## WHAT YOU NEED TO DO
The word to find is "initialized". Copy each line of the material that contains it.

* * *

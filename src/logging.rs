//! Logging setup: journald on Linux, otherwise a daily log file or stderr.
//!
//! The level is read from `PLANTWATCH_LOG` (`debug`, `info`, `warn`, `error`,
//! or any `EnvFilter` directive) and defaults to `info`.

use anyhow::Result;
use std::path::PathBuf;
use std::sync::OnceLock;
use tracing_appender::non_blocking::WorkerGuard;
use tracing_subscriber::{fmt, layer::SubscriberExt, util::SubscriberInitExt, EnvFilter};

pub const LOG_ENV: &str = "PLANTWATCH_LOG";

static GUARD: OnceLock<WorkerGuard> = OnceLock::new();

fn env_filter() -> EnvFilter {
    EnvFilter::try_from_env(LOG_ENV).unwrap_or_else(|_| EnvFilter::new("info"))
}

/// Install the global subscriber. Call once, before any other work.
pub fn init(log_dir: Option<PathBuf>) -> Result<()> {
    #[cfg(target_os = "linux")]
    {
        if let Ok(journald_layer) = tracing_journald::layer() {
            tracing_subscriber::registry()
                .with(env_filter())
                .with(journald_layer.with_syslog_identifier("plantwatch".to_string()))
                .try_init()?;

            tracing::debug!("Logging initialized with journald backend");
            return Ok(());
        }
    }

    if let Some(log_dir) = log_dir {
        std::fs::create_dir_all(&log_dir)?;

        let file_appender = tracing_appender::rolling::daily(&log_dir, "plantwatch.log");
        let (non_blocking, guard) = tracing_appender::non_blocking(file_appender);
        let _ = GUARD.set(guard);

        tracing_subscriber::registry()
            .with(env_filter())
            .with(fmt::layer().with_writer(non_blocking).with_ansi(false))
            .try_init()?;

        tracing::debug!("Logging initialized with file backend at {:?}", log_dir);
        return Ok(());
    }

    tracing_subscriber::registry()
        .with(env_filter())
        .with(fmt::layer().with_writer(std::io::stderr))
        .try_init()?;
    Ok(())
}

* * *

## SOLUTION FOR THIS PROBLEM
            tracing::debug!("Logging initialized with journald backend");
        tracing::debug!("Logging initialized with file backend at {:?}", log_dir);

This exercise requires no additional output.